Description of the task ->
Search the data for the word "when" and copy every line that contains it.

Collected data entries:
=== Begin Enclosure ===

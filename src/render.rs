//! Digest rendering: plain text (WhatsApp-friendly) and HTML email bodies.
//!
//! Rendering is pure: identical inputs produce byte-identical output, so a
//! dry-run preview is exactly the message a real send would carry. The run
//! date only appears when the header text contains a `{date}` token, which
//! the pipeline substitutes before calling in.

use serde::Serialize;

use crate::model::{Listing, OutputFormat};

/// Collection CTA block with its live count at render time.
#[derive(Debug, Clone, Serialize)]
pub struct CollectionBlock {
    pub label: String,
    pub count: i64,
    pub url: String,
}

/// A labeled group of listing entries, each paired with its link.
#[derive(Debug, Clone)]
pub struct RenderBucket {
    pub label: String,
    pub entries: Vec<(Listing, String)>,
}

#[derive(Debug, Clone)]
pub struct RenderInput<'a> {
    pub header: &'a str,
    pub footer: &'a str,
    /// Shown instead of listing content when there is nothing to list.
    pub empty_notice: Option<&'a str>,
    pub collections: &'a [CollectionBlock],
    pub buckets: &'a [RenderBucket],
    pub format: OutputFormat,
}

#[derive(Debug, Clone, PartialEq, Eq)]
pub struct RenderedMessage {
    pub plain: String,
    pub html: Option<String>,
}

impl RenderedMessage {
    pub fn line_count(&self) -> usize {
        self.plain.lines().count()
    }

    pub fn char_count(&self) -> usize {
        self.plain.chars().count()
    }
}

/// Collection counts under 10 are exact; 10 and up round down to the nearest
/// multiple of 5 with a trailing "+", so a live, changing count never implies
/// false precision.
pub fn display_count(n: i64) -> String {
    if n < 10 {
        n.to_string()
    } else {
        format!("{}+", (n / 5) * 5)
    }
}

pub fn format_price(price: Option<i64>) -> String {
    match price {
        None => "Call for Price".to_string(),
        Some(p) => format!("${}", thousands(p)),
    }
}

fn thousands(mut n: i64) -> String {
    let negative = n < 0;
    n = n.abs();
    let digits = n.to_string();
    let mut out = String::with_capacity(digits.len() + digits.len() / 3 + 1);
    for (i, c) in digits.chars().enumerate() {
        if i > 0 && (digits.len() - i) % 3 == 0 {
            out.push(',');
        }
        out.push(c);
    }
    if negative {
        format!("-{}", out)
    } else {
        out
    }
}

fn bed_label(bedrooms: i64) -> String {
    if bedrooms == 0 {
        "Studio".to_string()
    } else {
        format!("{}BR", bedrooms)
    }
}

fn fee_label(broker_fee: bool) -> &'static str {
    if broker_fee {
        "Broker Fee"
    } else {
        "No Fee"
    }
}

/// One listing as a single spec line: price, beds/baths, fee, location, poster.
fn listing_specs(listing: &Listing) -> String {
    format!(
        "{} | {}/{}BA | {} | {} | {}",
        format_price(listing.price),
        bed_label(listing.bedrooms),
        listing.bathrooms,
        fee_label(listing.broker_fee),
        listing.neighborhood,
        listing.posted_by
    )
}

fn html_escape(s: &str) -> String {
    let mut out = String::with_capacity(s.len());
    for c in s.chars() {
        match c {
            '&' => out.push_str("&amp;"),
            '<' => out.push_str("&lt;"),
            '>' => out.push_str("&gt;"),
            '"' => out.push_str("&quot;"),
            '\'' => out.push_str("&#39;"),
            _ => out.push(c),
        }
    }
    out
}

fn render_plain(input: &RenderInput<'_>) -> String {
    let mut out = String::new();
    out.push_str(input.header);
    out.push('\n');

    for collection in input.collections {
        out.push('\n');
        out.push_str(&format!(
            "{} ({} listings)\n  {}\n",
            collection.label,
            display_count(collection.count),
            collection.url
        ));
    }

    let has_listings = input.buckets.iter().any(|b| !b.entries.is_empty());
    if has_listings {
        for bucket in input.buckets {
            if bucket.entries.is_empty() {
                continue;
            }
            out.push('\n');
            out.push_str(&bucket.label);
            out.push('\n');
            for (listing, url) in &bucket.entries {
                out.push_str(&format!("- {}\n  {}\n", listing_specs(listing), url));
            }
        }
    } else if input.collections.is_empty() {
        if let Some(notice) = input.empty_notice {
            out.push('\n');
            out.push_str(notice);
            out.push('\n');
        }
    }

    out.push('\n');
    out.push_str(input.footer);
    out.push('\n');
    out
}

fn render_html(input: &RenderInput<'_>) -> String {
    let mut out = String::new();
    out.push_str("<html><body>\n");
    out.push_str(&format!("<p>{}</p>\n", html_escape(input.header)));

    if !input.collections.is_empty() {
        out.push_str("<ul>\n");
        for collection in input.collections {
            out.push_str(&format!(
                "<li><a href=\"{}\">{}</a> ({} listings)</li>\n",
                html_escape(&collection.url),
                html_escape(&collection.label),
                display_count(collection.count)
            ));
        }
        out.push_str("</ul>\n");
    }

    let has_listings = input.buckets.iter().any(|b| !b.entries.is_empty());
    if has_listings {
        for bucket in input.buckets {
            if bucket.entries.is_empty() {
                continue;
            }
            out.push_str(&format!("<h3>{}</h3>\n<ul>\n", html_escape(&bucket.label)));
            for (listing, url) in &bucket.entries {
                out.push_str(&format!(
                    "<li><a href=\"{}\">{}</a></li>\n",
                    html_escape(url),
                    html_escape(&listing_specs(listing))
                ));
            }
            out.push_str("</ul>\n");
        }
    } else if input.collections.is_empty() {
        if let Some(notice) = input.empty_notice {
            out.push_str(&format!("<p>{}</p>\n", html_escape(notice)));
        }
    }

    out.push_str(&format!("<p>{}</p>\n", html_escape(input.footer)));
    out.push_str("</body></html>\n");
    out
}

/// Compose the digest. Structure is fixed: header, collection CTA blocks,
/// categorized listing blocks, footer.
pub fn render(input: &RenderInput<'_>) -> RenderedMessage {
    let plain = render_plain(input);
    let html = match input.format {
        OutputFormat::PlainText => None,
        OutputFormat::Html | OutputFormat::Both => Some(render_html(input)),
    };
    RenderedMessage { plain, html }
}
pub mod categorize;
pub mod config;
pub mod db;
pub mod dedup;
pub mod mailer;
pub mod model;
pub mod pipeline;
pub mod render;
pub mod scheduler;
pub mod shortlink;
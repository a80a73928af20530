//! Error types for chunkeval.

use thiserror::Error;

/// Result type for chunkeval operations.
pub type Result<T> = std::result::Result<T, Error>;

/// Error type for chunkeval operations.
#[derive(Error, Debug)]
#[non_exhaustive]
pub enum Error {
    /// Two brackets overlap without either containing the other. Well-formed
    /// constituent structure never produces this; it signals malformed input.
    #[error("crossing brackets: {0} and {1}")]
    CrossingBrackets(String, String),

    /// Gold and predicted token sequences differ for an aligned sentence.
    #[error("sentence {index}: token sequences do not match\n  gold:      {gold}\n  predicted: {pred}")]
    SentenceMismatch {
        /// 1-based sentence index.
        index: usize,
        /// Gold-standard token sequence.
        gold: String,
        /// Predicted token sequence.
        pred: String,
    },

    /// Malformed chunked or POS input.
    #[error("parse error: {0}")]
    Parse(String),

    /// Corpus-shape failure during evaluation.
    #[error("evaluation error: {0}")]
    Evaluation(String),

    /// IO error.
    #[error("IO error: {0}")]
    Io(#[from] std::io::Error),

    /// JSON serialization error.
    #[error("JSON error: {0}")]
    Json(#[from] serde_json::Error),
}

impl Error {
    /// Create a crossing-brackets error from the offending pair.
    pub fn crossing(a: impl Into<String>, b: impl Into<String>) -> Self {
        Error::CrossingBrackets(a.into(), b.into())
    }

    /// Create a parse error.
    pub fn parse(msg: impl Into<String>) -> Self {
        Error::Parse(msg.into())
    }

    /// Create an evaluation error.
    pub fn evaluation(msg: impl Into<String>) -> Self {
        Error::Evaluation(msg.into())
    }
}
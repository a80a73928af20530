//! The scoring engine: aligned comparison of gold and predicted bracketings.

use std::collections::HashSet;

use serde::{Deserialize, Serialize};

use crate::corpus::ChunkedSentence;
use crate::eval::counts::{length_bucket, Category, EvalResults, PosTallies};
use crate::{Error, Result};

/// Separator joining the POS tags covered by a span into a tally key.
pub const POS_JOIN: &str = "-";

/// Whether `outer` fully contains `inner` (half-open spans).
fn span_contains(outer: (usize, usize), inner: (usize, usize)) -> bool {
    outer.0 <= inner.0 && inner.1 <= outer.1
}

/// Whether two half-open spans overlap without containment either way.
fn spans_cross(a: (usize, usize), b: (usize, usize)) -> bool {
    a.0.max(b.0) < a.1.min(b.1) && !span_contains(a, b) && !span_contains(b, a)
}

/// Split half-open spans into their adjacent unit pairs.
///
/// A span of width `w` yields the `w` pairs `(k, k+1)` for `k` in
/// `[open, close)` — the internal boundaries it identifies, scored for
/// partial credit even when the full span is wrong.
#[must_use]
pub fn decompose_spans(spans: &HashSet<(usize, usize)>) -> HashSet<(usize, usize)> {
    spans
        .iter()
        .flat_map(|&(open, close)| (open..close).map(|k| (k, k + 1)))
        .collect()
}

/// Four-way relation of an error span to the opposite error set.
///
/// A false positive classifies against the sentence's false negatives and
/// vice versa. Probes run in priority order over the whole opposite set:
/// containment by any opposite span beats crossing, which beats containing
/// one. The enum is exhaustive, so every error span resolves to a class.
#[derive(Debug, Clone, Copy, PartialEq, Eq, Serialize, Deserialize)]
pub enum ErrorClass {
    /// Fully contained by some opposite-set span.
    Sub,
    /// Partially overlaps an opposite-set span without containment.
    Crossing,
    /// Fully contains some opposite-set span.
    Super,
    /// Shares no tokens with any opposite-set span.
    NoOverlap,
}

impl ErrorClass {
    /// The class name used in report output.
    #[must_use]
    pub fn as_str(&self) -> &'static str {
        match self {
            ErrorClass::Sub => "Sub",
            ErrorClass::Crossing => "Crossing",
            ErrorClass::Super => "Super",
            ErrorClass::NoOverlap => "NoOverlap",
        }
    }
}

/// Classify an error span against the opposite error set.
#[must_use]
pub fn classify_error(span: (usize, usize), opposite: &HashSet<(usize, usize)>) -> ErrorClass {
    if opposite.iter().any(|&o| span_contains(o, span)) {
        ErrorClass::Sub
    } else if opposite.iter().any(|&o| spans_cross(o, span)) {
        ErrorClass::Crossing
    } else if opposite.iter().any(|&o| span_contains(span, o)) {
        ErrorClass::Super
    } else {
        ErrorClass::NoOverlap
    }
}

fn check_corpus_shape(
    gold: &[ChunkedSentence],
    pred: &[ChunkedSentence],
    pos: Option<&[Vec<String>]>,
) -> Result<()> {
    if gold.len() != pred.len() {
        return Err(Error::evaluation(format!(
            "corpus length mismatch: {} gold vs {} predicted sentences",
            gold.len(),
            pred.len()
        )));
    }
    if let Some(pos) = pos {
        if pos.len() < gold.len() {
            return Err(Error::evaluation(format!(
                "POS corpus has {} sentences, need {}",
                pos.len(),
                gold.len()
            )));
        }
    }
    Ok(())
}

/// Case-insensitive token alignment gate; `index` is 1-based for messages.
fn check_alignment(index: usize, gold: &ChunkedSentence, pred: &ChunkedSentence) -> Result<()> {
    let matches = gold.tokens.len() == pred.tokens.len()
        && gold
            .tokens
            .iter()
            .zip(&pred.tokens)
            .all(|(g, p)| g.to_lowercase() == p.to_lowercase());
    if matches {
        Ok(())
    } else {
        Err(Error::SentenceMismatch {
            index,
            gold: gold.tokens.join(" "),
            pred: pred.tokens.join(" "),
        })
    }
}

fn check_pos_alignment(index: usize, tags: &[String], sentence: &ChunkedSentence) -> Result<()> {
    if tags.len() != sentence.tokens.len() {
        return Err(Error::evaluation(format!(
            "sentence {}: {} POS tags for {} tokens",
            index,
            tags.len(),
            sentence.tokens.len()
        )));
    }
    Ok(())
}

/// The span set of a sentence, extracted through its [`BracketSet`] and
/// mapped back to half-open pairs.
///
/// [`BracketSet`]: crate::BracketSet
fn span_pairs(sentence: &ChunkedSentence) -> Result<HashSet<(usize, usize)>> {
    let set = sentence.bracket_set()?;
    Ok(set
        .index_pairs(false)
        .into_iter()
        .map(|(start, end)| (start, end + 1))
        .collect())
}

/// Compare aligned gold and predicted corpora, optionally with a POS corpus.
///
/// Sentences are scored strictly in corresponding order. Alignment failures
/// (differing token sequences, mismatched corpus shapes) abort the run with
/// no partial results.
pub fn compare_corpora(
    gold: &[ChunkedSentence],
    pred: &[ChunkedSentence],
    pos: Option<&[Vec<String>]>,
) -> Result<EvalResults> {
    check_corpus_shape(gold, pred, pos)?;

    let mut results = EvalResults::default();
    if pos.is_some() {
        results.by_pos = Some(PosTallies::default());
    }

    for (i, (gold_sentence, pred_sentence)) in gold.iter().zip(pred).enumerate() {
        check_alignment(i + 1, gold_sentence, pred_sentence)?;
        let tags = pos.map(|p| p[i].as_slice());
        if let Some(tags) = tags {
            check_pos_alignment(i + 1, tags, gold_sentence)?;
        }
        compare_sentence(i + 1, gold_sentence, pred_sentence, tags, &mut results)?;
        results.sentences += 1;
    }
    Ok(results)
}

fn compare_sentence(
    index: usize,
    gold: &ChunkedSentence,
    pred: &ChunkedSentence,
    tags: Option<&[String]>,
    results: &mut EvalResults,
) -> Result<()> {
    let gold_spans = span_pairs(gold)?;
    let pred_spans = span_pairs(pred)?;

    let true_pos: HashSet<(usize, usize)> =
        gold_spans.intersection(&pred_spans).copied().collect();
    let false_pos: HashSet<(usize, usize)> =
        pred_spans.difference(&gold_spans).copied().collect();
    let false_neg: HashSet<(usize, usize)> =
        gold_spans.difference(&pred_spans).copied().collect();

    results.spans.true_pos += true_pos.len();
    results.spans.false_pos += false_pos.len();
    results.spans.false_neg += false_neg.len();
    results.spans.gold += gold_spans.len();
    results.spans.pred += pred_spans.len();

    let gold_pairs = decompose_spans(&gold_spans);
    let pred_pairs = decompose_spans(&pred_spans);
    results.pairs.true_pos += gold_pairs.intersection(&pred_pairs).count();
    results.pairs.false_pos += pred_pairs.difference(&gold_pairs).count();
    results.pairs.false_neg += gold_pairs.difference(&pred_pairs).count();
    results.pairs.gold += gold_pairs.len();
    results.pairs.pred += pred_pairs.len();

    for &fp in &false_pos {
        if false_neg.iter().any(|&fneg| span_contains(fneg, fp)) {
            results.substring += 1;
        }
    }
    for &fneg in &false_neg {
        if false_pos.iter().any(|&fp| span_contains(fp, fneg)) {
            results.superstring += 1;
        }
    }

    let tallied: [(Category, &HashSet<(usize, usize)>); 5] = [
        (Category::TruePos, &true_pos),
        (Category::FalsePos, &false_pos),
        (Category::FalseNeg, &false_neg),
        (Category::Gold, &gold_spans),
        (Category::Pred, &pred_spans),
    ];
    for (category, spans) in tallied {
        for &(open, close) in spans {
            let width = close - open;
            let Some(bucket) = length_bucket(width) else {
                log::debug!(
                    "sentence {index}: length {width} clump ({open}, {close}) \
                     left out of length statistics"
                );
                results.skipped_clumps += 1;
                continue;
            };
            results.length_sums.add(category, width);
            results.length_counts.add(category, 1);
            results.by_length[bucket].add(category, 1);
            if let (Some(tags), Some(tallies)) = (tags, results.by_pos.as_mut()) {
                if let Some(map) = tallies.map_mut(category) {
                    let key = tags[open..close].join(POS_JOIN);
                    *map.entry(key).or_insert(0) += 1;
                }
            }
        }
    }
    Ok(())
}

/// Whether a span belongs to gold, the prediction, or both.
#[derive(Debug, Clone, Copy, PartialEq, Eq, Serialize, Deserialize)]
pub enum SpanResult {
    /// In both sets.
    TruePos,
    /// Predicted only.
    FalsePos,
    /// Gold only.
    FalseNeg,
}

impl SpanResult {
    /// The short name used in report output.
    #[must_use]
    pub fn as_str(&self) -> &'static str {
        match self {
            SpanResult::TruePos => "TP",
            SpanResult::FalsePos => "FP",
            SpanResult::FalseNeg => "FN",
        }
    }
}

/// One row of the per-span detail export.
#[derive(Debug, Clone, Serialize)]
pub struct DetailRow {
    /// 0-based sentence index.
    pub sentence: usize,
    /// Span open position.
    pub start: usize,
    /// Span close position (exclusive).
    pub end: usize,
    /// The covered tokens, space-joined.
    pub terms: String,
    /// The covered POS tags joined with [`POS_JOIN`], empty without a POS
    /// corpus.
    pub pos_seq: String,
    /// Whether the span is a TP, FP or FN.
    pub result: SpanResult,
    /// Error class for FP/FN spans, `None` for true positives.
    pub error: Option<ErrorClass>,
}

/// Produce the per-span detail rows for aligned corpora.
///
/// Rows come out sentence by sentence, true positives first, then false
/// positives, then false negatives, each group in span order. The same
/// alignment gates as [`compare_corpora`] apply.
pub fn detail_rows(
    gold: &[ChunkedSentence],
    pred: &[ChunkedSentence],
    pos: Option<&[Vec<String>]>,
) -> Result<Vec<DetailRow>> {
    check_corpus_shape(gold, pred, pos)?;

    let mut rows = Vec::new();
    for (i, (gold_sentence, pred_sentence)) in gold.iter().zip(pred).enumerate() {
        check_alignment(i + 1, gold_sentence, pred_sentence)?;
        let tags = pos.map(|p| p[i].as_slice());
        if let Some(tags) = tags {
            check_pos_alignment(i + 1, tags, gold_sentence)?;
        }

        let gold_spans = span_pairs(gold_sentence)?;
        let pred_spans = span_pairs(pred_sentence)?;
        let false_pos: HashSet<(usize, usize)> =
            pred_spans.difference(&gold_spans).copied().collect();
        let false_neg: HashSet<(usize, usize)> =
            gold_spans.difference(&pred_spans).copied().collect();

        let mut emit = |span: (usize, usize), result: SpanResult, error: Option<ErrorClass>| {
            let (open, close) = span;
            rows.push(DetailRow {
                sentence: i,
                start: open,
                end: close,
                terms: gold_sentence.tokens[open..close].join(" "),
                pos_seq: tags.map(|t| t[open..close].join(POS_JOIN)).unwrap_or_default(),
                result,
                error,
            });
        };

        for span in sorted(gold_spans.intersection(&pred_spans).copied()) {
            emit(span, SpanResult::TruePos, None);
        }
        for span in sorted(false_pos.iter().copied()) {
            emit(span, SpanResult::FalsePos, Some(classify_error(span, &false_neg)));
        }
        for span in sorted(false_neg.iter().copied()) {
            emit(span, SpanResult::FalseNeg, Some(classify_error(span, &false_pos)));
        }
    }
    Ok(rows)
}

fn sorted(spans: impl Iterator<Item = (usize, usize)>) -> Vec<(usize, usize)> {
    let mut spans: Vec<_> = spans.collect();
    spans.sort_unstable();
    spans
}
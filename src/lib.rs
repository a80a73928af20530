//! # chunkeval
//!
//! Evaluation of automatically produced chunkings and bracketings against
//! gold standards, for corpus linguistics experiments.
//!
//! - **Bracket structure**: per-sentence [`BracketSet`] collections with
//!   positional indices, crossing-aware nesting order, and in-place bracket
//!   extension.
//! - **Scoring**: precision/recall/F1 at the full-span and decomposed
//!   adjacent-pair levels, broken down by span length and POS sequence,
//!   with a Sub/Super/Crossing/NoOverlap error taxonomy.
//! - **Reports**: a fixed-format text summary, a CSV summary, and a
//!   per-span detail CSV.
//!
//! ## Quick Start
//!
//! ```
//! use chunkeval::corpus::ChunkedSentence;
//! use chunkeval::eval::compare_corpora;
//!
//! let gold = vec![ChunkedSentence::parse("( the cat ) sat")?];
//! let pred = vec![ChunkedSentence::parse("( the cat ) sat")?];
//! let results = compare_corpora(&gold, &pred, None)?;
//! assert_eq!(results.spans.true_pos, 1);
//! assert_eq!(results.pairs.true_pos, 2);
//! # Ok::<(), chunkeval::Error>(())
//! ```
//!
//! ## Input formats
//!
//! Chunked text is whitespace-tokenized, one sentence per line, with `(`
//! and `)` marker tokens delimiting spans; spans may nest but must not
//! cross. POS files carry one tag sequence per line, aligned with the
//! chunked text after stripping the stop symbol (`__stop__` by default).
//!
//! ## Design
//!
//! - Crossing brackets and gold/predicted sentence misalignment are fatal:
//!   the run aborts rather than emit statistics computed from malformed
//!   input.
//! - Zero denominators in any metric report 0, never an error.
//! - All accumulation happens in explicit [`eval::EvalResults`] values with
//!   a `merge` operation; there is no ambient global state.

#![warn(missing_docs)]

mod bracket;
mod bracket_set;
pub mod corpus;
mod error;
pub mod eval;

pub use bracket::Bracket;
pub use bracket_set::{BracketHandle, BracketSet};
pub use error::{Error, Result};
//! Chunked-text and POS line formats.
//!
//! The chunked format is whitespace-tokenized text with `(` and `)` marker
//! tokens delimiting spans, one sentence per line; lines starting with `##`
//! are comments. Spans may nest but must not cross. POS files carry one
//! tag sequence per line, positionally aligned with the chunked text after
//! stripping the stop symbol.

use std::fs;
use std::path::Path;

use crate::bracket::Bracket;
use crate::bracket_set::BracketSet;
use crate::{Error, Result};

/// Default boundary token stripped from POS lines.
pub const DEFAULT_STOP_SYMBOL: &str = "__stop__";

/// One sentence of chunked text: its tokens and the half-open
/// `(open, close)` spans marked on it, each covering token positions
/// `[open, close)`.
#[derive(Debug, Clone, PartialEq, Eq)]
pub struct ChunkedSentence {
    /// The tokens, bracket markers removed.
    pub tokens: Vec<String>,
    /// Marked spans as half-open `(open, close)` pairs, in close order.
    pub spans: Vec<(usize, usize)>,
}

impl ChunkedSentence {
    /// Parse one line of chunked text.
    ///
    /// Markers need not be space-separated; `(the cat) sat` and
    /// `( the cat ) sat` parse alike. Each `)` closes the most recently
    /// opened span. Unbalanced markers are a parse error.
    pub fn parse(line: &str) -> Result<Self> {
        let spaced = line.replace('(', " ( ").replace(')', " ) ");
        let mut tokens = Vec::new();
        let mut open_stack = Vec::new();
        let mut spans = Vec::new();
        for item in spaced.split_whitespace() {
            match item {
                "(" => open_stack.push(tokens.len()),
                ")" => {
                    let open = open_stack.pop().ok_or_else(|| {
                        Error::parse(format!("unbalanced ')' in line: {}", line.trim()))
                    })?;
                    spans.push((open, tokens.len()));
                }
                token => tokens.push(token.to_string()),
            }
        }
        if !open_stack.is_empty() {
            return Err(Error::parse(format!(
                "unbalanced '(' in line: {}",
                line.trim()
            )));
        }
        Ok(Self { tokens, spans })
    }

    /// Build the positional [`BracketSet`] for this sentence.
    ///
    /// Spans become inclusive-endpoint brackets `(open, close - 1)`; empty
    /// marker pairs are dropped.
    pub fn bracket_set(&self) -> Result<BracketSet> {
        let brackets = self
            .spans
            .iter()
            .filter(|(open, close)| close > open)
            .map(|&(open, close)| Bracket::new(open, close - 1));
        BracketSet::from_brackets(self.tokens.clone(), brackets.collect::<Vec<_>>())
    }
}

fn is_comment(line: &str) -> bool {
    line.starts_with("##")
}

/// Read a chunked file, one sentence per line, skipping `##` comments.
pub fn read_chunked_file(path: impl AsRef<Path>) -> Result<Vec<ChunkedSentence>> {
    let text = fs::read_to_string(path)?;
    text.lines()
        .filter(|line| !is_comment(line))
        .map(ChunkedSentence::parse)
        .collect()
}

/// The `##` comment lines of a chunked file, in order.
pub fn file_comments(path: impl AsRef<Path>) -> Result<Vec<String>> {
    let text = fs::read_to_string(path)?;
    Ok(text
        .lines()
        .filter(|line| is_comment(line))
        .map(|line| line.trim_end().to_string())
        .collect())
}

/// Split a POS line into tags, dropping the stop symbol.
pub fn parse_pos_line(line: &str, stop_symbol: &str) -> Vec<String> {
    line.split_whitespace()
        .filter(|tag| *tag != stop_symbol)
        .map(|tag| tag.to_string())
        .collect()
}

/// Read a POS file, one tag sequence per line, stop symbol removed.
pub fn read_pos_file(path: impl AsRef<Path>, stop_symbol: &str) -> Result<Vec<Vec<String>>> {
    let text = fs::read_to_string(path)?;
    Ok(text
        .lines()
        .map(|line| parse_pos_line(line, stop_symbol))
        .collect())
}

=== End Enclosure ===

Task result ->
//! date only appears when the header text contains a `{date}` token, which
    /// Shown instead of listing content when there is nothing to list.
/// partial credit even when the full span is wrong.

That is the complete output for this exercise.